_Exercise goal_:
Show every line of the data where the word "HeadSteps" can be found.

=== Begin Enclosure ===

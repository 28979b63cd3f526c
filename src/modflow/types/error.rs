//! Custom error types for the modflow-reader crate.

use thiserror::Error;

/// The primary error type for all operations in this crate.
#[derive(Debug, Error)]
pub enum ModflowError {
    /// An error originating from opening or mapping the input file.
    #[error("I/O error: {0:?}")]
    Io(#[from] std::io::Error),

    /// A record header or payload extends past the end of the file.
    #[error("Truncated {kind} record at offset {offset}: needs {needed} bytes, only {available} left")]
    Truncated {
        kind: &'static str,
        offset: u64,
        needed: u64,
        available: u64,
    },

    /// A structured record declares a grid shape or layer that differs from the caller's.
    #[error("Dimension mismatch for {context}: expected {expected}, but the file declares {found}")]
    DimensionMismatch {
        context: &'static str,
        expected: i64,
        found: i64,
    },

    /// A header field makes the record impossible to size.
    #[error("Invalid {kind} record at offset {offset}: {reason}")]
    InvalidRecord {
        kind: &'static str,
        offset: u64,
        reason: String,
    },
}

/// A convenience `Result` type alias using the crate's `ModflowError` type.
pub type Result<T> = std::result::Result<T, ModflowError>;
use std::path::{Path, PathBuf};

use log::info;

use super::decode::{structured, unstructured};
use super::iter::{BudgetTerms, HeadSteps, RecordScanner, UnstructuredBudgetTerms, UnstructuredHeadLayers};
use super::source::MappedFile;
use super::types::error::Result;
use super::types::kinds::RecordKind;
use super::types::models::*;

/// An opened MODFLOW binary output file.
///
/// The file is memory-mapped read-only; nothing is decoded until one of the
/// `iter_*` or decode methods is called. The same `OutputFile` can be scanned
/// any number of times, each scan starting from offset 0 with fresh state.
#[derive(Debug)]
pub struct OutputFile {
    path: PathBuf,
    source: MappedFile,
}

impl OutputFile {
    /// Open and map an output file.
    ///
    /// # Errors
    /// Returns an error if the file cannot be opened or mapped.
    pub fn open(path: impl AsRef<Path>) -> Result<Self> {
        let path = path.as_ref();
        info!("Opening MODFLOW output file: {}", path.display());
        let source = MappedFile::open(path)?;
        info!("Mapped {} bytes from {}", source.len(), path.display());
        Ok(Self {
            path: path.to_path_buf(),
            source,
        })
    }

    pub fn path(&self) -> &Path {
        &self.path
    }

    /// File size in bytes.
    pub fn len(&self) -> u64 {
        self.source.len()
    }

    pub fn is_empty(&self) -> bool {
        self.source.is_empty()
    }

    /// Returns the base iterator over raw records of kind `K`.
    ///
    /// This is the lowest-level access: headers are decoded, payloads are
    /// borrowed from the mapping and left encoded.
    pub fn iter_records<K: RecordKind>(&self, ctx: K::Context) -> RecordScanner<'_, K> {
        RecordScanner::new(self.source.as_bytes(), ctx)
    }

    /// Returns an iterator over the time steps of a structured head file.
    pub fn iter_heads(&self, shape: GridShape) -> HeadSteps<'_> {
        HeadSteps::new(self.source.as_bytes(), shape)
    }

    /// Returns an iterator over the retained terms of a structured budget file.
    pub fn iter_budget<'a>(&'a self, shape: GridShape, filter: &'a TermFilter) -> BudgetTerms<'a> {
        BudgetTerms::new(self.source.as_bytes(), shape, filter)
    }

    /// Returns an iterator over the layer records of an unstructured head file.
    pub fn iter_unstructured_heads(&self) -> UnstructuredHeadLayers<'_> {
        UnstructuredHeadLayers::new(self.source.as_bytes())
    }

    /// Returns an iterator over the retained terms of an unstructured budget file.
    pub fn iter_unstructured_budget<'a>(&'a self, filter: &'a TermFilter) -> UnstructuredBudgetTerms<'a> {
        UnstructuredBudgetTerms::new(self.source.as_bytes(), filter)
    }

    /// Decode the whole file as a structured head file.
    pub fn heads(&self, shape: GridShape) -> Result<HeadSeries> {
        structured::heads(self.source.as_bytes(), shape)
    }

    /// Decode the whole file as a structured budget file.
    ///
    /// **Memory:** every retained array is held in memory at once. Use
    /// `filter` or [`iter_budget`](Self::iter_budget) on large files.
    pub fn budget(&self, shape: GridShape, filter: &TermFilter) -> Result<BudgetSeries> {
        structured::budget(self.source.as_bytes(), shape, filter)
    }

    /// Decode the whole file as an unstructured head file.
    pub fn unstructured_heads(&self) -> Result<UnstructuredHeadSeries> {
        unstructured::heads(self.source.as_bytes())
    }

    /// Decode the whole file as an unstructured budget file.
    pub fn unstructured_budget(&self, filter: &TermFilter) -> Result<UnstructuredBudgetSeries> {
        unstructured::budget(self.source.as_bytes(), filter)
    }
}
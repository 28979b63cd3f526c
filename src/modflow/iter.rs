//! Iterators for sequential access to MODFLOW output records.
//!
//! This module provides a layered iterator design:
//!
//! 1. [`RecordScanner`] - Base iterator yielding raw [`Record`]s (typed header +
//!    borrowed payload bytes) for any [`RecordKind`]
//! 2. Per-format iterators that decode payloads into owned arrays:
//!    [`HeadSteps`], [`BudgetTerms`], [`UnstructuredHeadLayers`] and
//!    [`UnstructuredBudgetTerms`]
//!
//! Every iterator yields `Result<_>` and stops after the first error. When an
//! iterator ends without error, the records it read cover the input exactly.
//!
//! # Example
//! ```no_run
//! # use modflow_reader::{GridShape, OutputFile};
//! let file = OutputFile::open("model.hds").unwrap();
//! for step in file.iter_heads(GridShape::new(3, 100, 120)) {
//!     let step = step.unwrap();
//!     println!("{} totim={} mean={:?}", step.key, step.totim, step.data.mean());
//! }
//! ```

use log::{debug, trace};
use ndarray::{Array1, Array3};

use super::format::layout::VALUE_WIDTH;
use super::types::error::{ModflowError, Result};
use super::types::kinds::{
    RecordKind, StructuredBudget, StructuredHead, UnstructuredBudget, UnstructuredHead,
};
use super::types::models::{
    BudgetKey, BudgetTerm, GridShape, HeadStep, RecordHeader, ScanStats, TermFilter,
    UnstructuredBudgetTerm, UnstructuredHeadLayer,
};
use super::utils;

/// One physical record: decoded header plus its still-encoded payload.
#[derive(Debug)]
pub struct Record<'a, K: RecordKind> {
    /// Byte offset of the header in the file.
    pub offset: u64,
    pub header: K::Header,
    pub payload: &'a [u8],
}

impl<K: RecordKind> Record<'_, K> {
    /// Total record size (header + payload) in bytes.
    pub fn size(&self) -> u64 {
        (K::LAYOUT.size() + self.payload.len()) as u64
    }

    /// Number of payload values.
    pub fn len(&self) -> usize {
        self.payload.len() / VALUE_WIDTH
    }

    pub fn is_empty(&self) -> bool {
        self.payload.is_empty()
    }

    /// Decode the payload into owned values.
    pub fn values(&self) -> Vec<f32> {
        utils::read_values(self.payload)
    }
}

enum ScanState<'a, K: RecordKind> {
    /// Read the fixed-size header at the current offset and size the payload.
    ProbeHeader,
    /// Check that header + payload fit in the remaining bytes.
    ReadFullRecord { header: K::Header, payload_len: usize },
    /// Hand the record out and advance past it.
    Emit(Record<'a, K>),
    Done,
}

/// Iterator over the raw records of one file.
///
/// Record boundaries are data-dependent for unstructured files, so every
/// record is probed before it is sized: the scanner never precomputes offsets.
pub struct RecordScanner<'a, K: RecordKind> {
    data: &'a [u8],
    ctx: K::Context,
    offset: usize,
    records: u64,
    state: ScanState<'a, K>,
}

impl<'a, K: RecordKind> RecordScanner<'a, K> {
    pub fn new(data: &'a [u8], ctx: K::Context) -> Self {
        Self {
            data,
            ctx,
            offset: 0,
            records: 0,
            state: ScanState::ProbeHeader,
        }
    }

    /// Records emitted and bytes consumed so far.
    pub fn stats(&self) -> ScanStats {
        ScanStats {
            records: self.records,
            bytes_consumed: self.offset as u64,
        }
    }

    fn remaining(&self) -> usize {
        self.data.len() - self.offset
    }
}
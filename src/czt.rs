//! Band limited 1D transforms.
//!
//! [`ZoomFft`] evaluates the DTFT of each lane of a 2D array at `m` evenly spaced frequencies
//! inside an arbitrary interval, using Bluestein's chirp-z decomposition so that the cost is
//! a pair of FFTs of length roughly `n + m` regardless of how narrow the interval is.

use crate::error::{Result, ZoomError};
use crate::find_fast_number::fastish_fft_len;
use ndarray::parallel::prelude::{IntoParallelIterator, ParallelIterator};
use ndarray::{Array1, Array2, ArrayView2, Axis, Zip};
use num_complex::Complex;
use rustfft::num_traits::Zero;
use rustfft::{Fft, FftDirection, FftPlanner};
use std::cmp::max;
use std::f64::consts::PI;
use std::sync::Arc;
use unchecked_index::get_unchecked_mut;

/// Sample rate that frequency intervals are expressed against unless stated otherwise.
///
/// At this rate the Nyquist frequency is 1.0, so a frequency `f` corresponds to `f / 2` cycles per sample.
pub const DEFAULT_SAMPLE_RATE: f64 = 2.0;

/// A transform producing `output_len` samples of the spectrum of each lane, restricted to a frequency interval.
///
/// Implementations are planned once for a fixed geometry and then applied to many arrays.
pub trait BandTransform: Send + Sync {
    /// Plan a transform from `n` input samples to `m` output samples spread linearly across `interval`,
    /// both endpoints included. `interval` is in units of [`DEFAULT_SAMPLE_RATE`].
    fn plan(n: usize, m: usize, interval: [f64; 2]) -> Result<Self>
    where
        Self: Sized;

    fn input_len(&self) -> usize;

    fn output_len(&self) -> usize;

    /// Transform every lane along `axis`, the other axis is treated as a batch.
    ///
    /// `input.len_of(axis)` must equal `input_len()`, the output has `output_len()` along `axis`.
    fn transform(&self, input: ArrayView2<Complex<f64>>, axis: Axis) -> Array2<Complex<f64>>;
}

/// Chirp-z implementation of a zoom FFT.
///
/// Output sample `k` is `sum_j x[j] * exp(-2πi * j * f_k / fs)`, with `f_k` stepping linearly from the
/// start of the interval.
#[derive(Clone)]
pub struct ZoomFft {
    n: usize,
    m: usize,
    interval: [f64; 2],
    fs: f64,
    endpoint: bool,
    fft: Arc<dyn Fft<f64>>,
    ifft: Arc<dyn Fft<f64>>,
    scratch_len: usize,
    // a^-j * w^(j^2/2)
    start_phases: Vec<Complex<f64>>,
    // FFT of the conjugate chirp, scaled to undo the unnormalised inverse
    kernel: Vec<Complex<f64>>,
    // w^(k^2/2)
    end_phases: Vec<Complex<f64>>,
}

impl ZoomFft {
    /// * `n` - input lane length
    /// * `m` - number of output samples
    /// * `interval` - `[f1, f2]` frequency interval, in units of `fs`
    /// * `fs` - sample rate the interval is expressed against
    /// * `endpoint` - if true `f2` is the last output sample, otherwise the step is `(f2 - f1) / m`
    pub fn new(n: usize, m: usize, interval: [f64; 2], fs: f64, endpoint: bool) -> Result<Self> {
        if n == 0 {
            return Err(ZoomError::invalid("n", "input length must be positive"));
        }
        if m == 0 {
            return Err(ZoomError::invalid("m", "output length must be positive"));
        }
        if !(fs.is_finite() && fs > 0.0) {
            return Err(ZoomError::invalid("fs", format!("sample rate must be positive, got {}", fs)));
        }
        let [f1, f2] = interval;
        if !(f1.is_finite() && f2.is_finite()) {
            return Err(ZoomError::invalid("interval", format!("bounds must be finite, got {:?}", interval)));
        }
        if f2 <= f1 {
            return Err(ZoomError::invalid("interval", format!("interval is empty: {:?}", interval)));
        }

        let steps = if endpoint { m - 1 } else { m };
        let f_step = if steps == 0 { 0.0 } else { (f2 - f1) / steps as f64 };

        // w = exp(-2πi * f_step / fs), a = exp(2πi * f1 / fs)
        let w_rate = f_step / fs;
        let a_rate = f1 / fs;
        let chirp = |k: usize| {
            let k = k as f64;
            Complex::new(0.0, -PI * w_rate * k * k).exp()
        };

        let conv_len = fastish_fft_len(n + m - 1);
        let mut planner = FftPlanner::new();
        let fft = planner.plan_fft(conv_len, FftDirection::Forward);
        let ifft = planner.plan_fft(conv_len, FftDirection::Inverse);
        let scratch_len = max(fft.get_inplace_scratch_len(), ifft.get_inplace_scratch_len());

        let start_phases: Vec<_> = (0..n)
            .map(|j| Complex::new(0.0, -2.0 * PI * a_rate * j as f64).exp() * chirp(j))
            .collect();
        let end_phases: Vec<_> = (0..m).map(chirp).collect();

        // w^(-d^2/2) for d in -(n-1)..m, laid out so the valid convolution starts at n-1
        let normalisation = 1.0 / conv_len as f64;
        let mut kernel = vec![Zero::zero(); conv_len];
        for (i, e) in kernel.iter_mut().take(n + m - 1).enumerate() {
            let d = if i < n - 1 { n - 1 - i } else { i - (n - 1) };
            *e = chirp(d).conj() * normalisation;
        }
        let mut fft_scratch = vec![Zero::zero(); fft.get_inplace_scratch_len()];
        fft.process_with_scratch(&mut kernel, &mut fft_scratch);

        Ok(ZoomFft {
            n,
            m,
            interval,
            fs,
            endpoint,
            fft,
            ifft,
            scratch_len,
            start_phases,
            kernel,
            end_phases,
        })
    }

    /// The frequency interval, in units of `sample_rate()`.
    pub fn interval(&self) -> [f64; 2] {
        self.interval
    }

    pub fn sample_rate(&self) -> f64 {
        self.fs
    }

    pub fn endpoint(&self) -> bool {
        self.endpoint
    }

    /// Frequencies of each output sample, in units of `sample_rate()`.
    pub fn frequencies(&self) -> Array1<f64> {
        let [f1, f2] = self.interval;
        let steps = if self.endpoint { self.m - 1 } else { self.m };
        let f_step = if steps == 0 { 0.0 } else { (f2 - f1) / steps as f64 };
        Array1::from_shape_fn(self.m, |k| f1 + k as f64 * f_step)
    }
}

impl BandTransform for ZoomFft {
    fn plan(n: usize, m: usize, interval: [f64; 2]) -> Result<Self> {
        ZoomFft::new(n, m, interval, DEFAULT_SAMPLE_RATE, true)
    }

    fn input_len(&self) -> usize {
        self.n
    }

    fn output_len(&self) -> usize {
        self.m
    }

    fn transform(&self, input: ArrayView2<Complex<f64>>, axis: Axis) -> Array2<Complex<f64>> {
        assert_eq!(
            input.len_of(axis),
            self.n,
            "input length along {:?} does not match the planned transform",
            axis
        );
        let n = self.n;
        let m = self.m;
        let conv_len = self.kernel.len();

        let mut out_shape = input.raw_dim();
        out_shape[axis.index()] = m;
        let mut output = Array2::zeros(out_shape);

        // CZT along axis, iteration over the other axis
        Zip::from(output.lanes_mut(axis))
            .and(input.lanes(axis))
            .into_par_iter()
            .for_each_init(
                || {
                    (
                        vec![Zero::zero(); conv_len],
                        vec![Zero::zero(); self.scratch_len],
                    )
                },
                |(fft_buffer, scratch), (mut out_lane, in_lane)| {
                    // chirp the input and zero pad to the convolution length
                    unsafe {
                        for (j, &e) in in_lane.iter().enumerate() {
                            *get_unchecked_mut(fft_buffer.as_mut_slice(), j) =
                                e * self.start_phases.get_unchecked(j);
                        }
                        for k in n..conv_len {
                            *get_unchecked_mut(fft_buffer.as_mut_slice(), k) = Zero::zero();
                        }
                    }

                    self.fft.process_with_scratch(fft_buffer, scratch);

                    unsafe {
                        for (k, e) in fft_buffer.iter_mut().enumerate() {
                            *e *= self.kernel.get_unchecked(k);
                        }
                    }

                    self.ifft.process_with_scratch(fft_buffer, scratch);

                    // valid part of the convolution starts at n - 1
                    for (k, e) in out_lane.iter_mut().enumerate() {
                        *e = fft_buffer[k + n - 1] * self.end_phases[k];
                    }
                },
            );

        output
    }
}

#[cfg(test)]
mod tests {
    use super::{BandTransform, ZoomFft, DEFAULT_SAMPLE_RATE};
    use crate::error::ZoomError;
    use ndarray::{Array2, Axis};
    use num_complex::Complex;
    use rand::rngs::StdRng;
    use rand::{Rng, SeedableRng};
    use rustfft::{FftDirection, FftPlanner};
    use std::f64::consts::PI;

    fn random_array(rng: &mut StdRng, shape: (usize, usize)) -> Array2<Complex<f64>> {
        Array2::from_shape_simple_fn(shape, || Complex::new(rng.gen::<f64>() - 0.5, rng.gen::<f64>() - 0.5))
    }

    fn direct_dtft(x: &[Complex<f64>], freqs: &[f64], fs: f64) -> Vec<Complex<f64>> {
        freqs
            .iter()
            .map(|f| {
                x.iter()
                    .enumerate()
                    .map(|(j, &e)| e * Complex::new(0.0, -2.0 * PI * j as f64 * f / fs).exp())
                    .sum()
            })
            .collect()
    }

    fn assert_close(a: &[Complex<f64>], b: &[Complex<f64>], tol: f64) {
        assert_eq!(a.len(), b.len());
        for (a, b) in a.iter().zip(b) {
            assert!((a - b).norm() < tol, "{} vs {} ({})", a, b, (a - b).norm());
        }
    }

    #[test]
    fn matches_direct_dtft_along_both_axes() {
        let mut rng = StdRng::seed_from_u64(7);
        let input = random_array(&mut rng, (13, 6));

        let zfft = ZoomFft::plan(13, 21, [-0.3, 0.45]).unwrap();
        let freqs = zfft.frequencies().to_vec();
        let out = zfft.transform(input.view(), Axis(0));
        assert_eq!(out.shape(), &[21, 6]);
        for c in 0..6 {
            let col: Vec<_> = input.column(c).to_vec();
            let expected = direct_dtft(&col, &freqs, DEFAULT_SAMPLE_RATE);
            assert_close(&out.column(c).to_vec(), &expected, 1e-9);
        }

        let zfft = ZoomFft::plan(6, 4, [0.1, 1.7]).unwrap();
        let freqs = zfft.frequencies().to_vec();
        let out = zfft.transform(input.view(), Axis(1));
        assert_eq!(out.shape(), &[13, 4]);
        for r in 0..13 {
            let row: Vec<_> = input.row(r).to_vec();
            let expected = direct_dtft(&row, &freqs, DEFAULT_SAMPLE_RATE);
            assert_close(&out.row(r).to_vec(), &expected, 1e-9);
        }
    }

    #[test]
    fn full_band_matches_fft() {
        let n = 10;
        let mut rng = StdRng::seed_from_u64(3);
        let input = random_array(&mut rng, (n, 1));

        // n samples from 0 up to (n-1)/n cycles per sample are the DFT bins
        let top = DEFAULT_SAMPLE_RATE * (n - 1) as f64 / n as f64;
        let zfft = ZoomFft::plan(n, n, [0.0, top]).unwrap();
        let out = zfft.transform(input.view(), Axis(0));

        let mut expected = input.column(0).to_vec();
        FftPlanner::<f64>::new().plan_fft(n, FftDirection::Forward).process(&mut expected);
        assert_close(&out.column(0).to_vec(), &expected, 1e-9);
    }

    #[test]
    fn without_endpoint_step_divides_by_m() {
        let zfft = ZoomFft::new(8, 4, [0.0, 1.0], 1.0, false).unwrap();
        assert_eq!(zfft.frequencies().to_vec(), vec![0.0, 0.25, 0.5, 0.75]);
        let zfft = ZoomFft::new(8, 5, [0.0, 1.0], 1.0, true).unwrap();
        assert_eq!(zfft.frequencies().to_vec(), vec![0.0, 0.25, 0.5, 0.75, 1.0]);
    }

    #[test]
    fn single_output_sample_sits_at_interval_start() {
        let zfft = ZoomFft::plan(5, 1, [0.2, 0.6]).unwrap();
        assert_eq!(zfft.frequencies().to_vec(), vec![0.2]);

        let input = Array2::from_elem((5, 2), Complex::new(1.0, 0.0));
        let out = zfft.transform(input.view(), Axis(0));
        let expected = direct_dtft(&[Complex::new(1.0, 0.0); 5], &[0.2], DEFAULT_SAMPLE_RATE);
        assert_close(&[out[[0, 0]], out[[0, 1]]], &[expected[0], expected[0]], 1e-9);
    }

    #[test]
    fn rejects_degenerate_plans() {
        assert!(matches!(ZoomFft::plan(0, 4, [0.0, 1.0]), Err(ZoomError::InvalidArgument { name: "n", .. })));
        assert!(matches!(ZoomFft::plan(4, 0, [0.0, 1.0]), Err(ZoomError::InvalidArgument { name: "m", .. })));
        assert!(matches!(ZoomFft::plan(4, 4, [1.0, 1.0]), Err(ZoomError::InvalidArgument { name: "interval", .. })));
        assert!(matches!(
            ZoomFft::plan(4, 4, [0.0, f64::NAN]),
            Err(ZoomError::InvalidArgument { name: "interval", .. })
        ));
        assert!(matches!(ZoomFft::new(4, 4, [0.0, 1.0], 0.0, true), Err(ZoomError::InvalidArgument { name: "fs", .. })));
    }

    #[test]
    #[should_panic]
    fn wrong_lane_length_panics() {
        let zfft = ZoomFft::plan(4, 4, [0.0, 1.0]).unwrap();
        let input = Array2::zeros((5, 4));
        zfft.transform(input.view(), Axis(0));
    }
}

=== End Enclosure ===

_Solution to this exercise_:
use super::iter::{BudgetTerms, HeadSteps, RecordScanner, UnstructuredBudgetTerms, UnstructuredHeadLayers};
    pub fn iter_heads(&self, shape: GridShape) -> HeadSteps<'_> {
        HeadSteps::new(self.source.as_bytes(), shape)
//!    [`HeadSteps`], [`BudgetTerms`], [`UnstructuredHeadLayers`] and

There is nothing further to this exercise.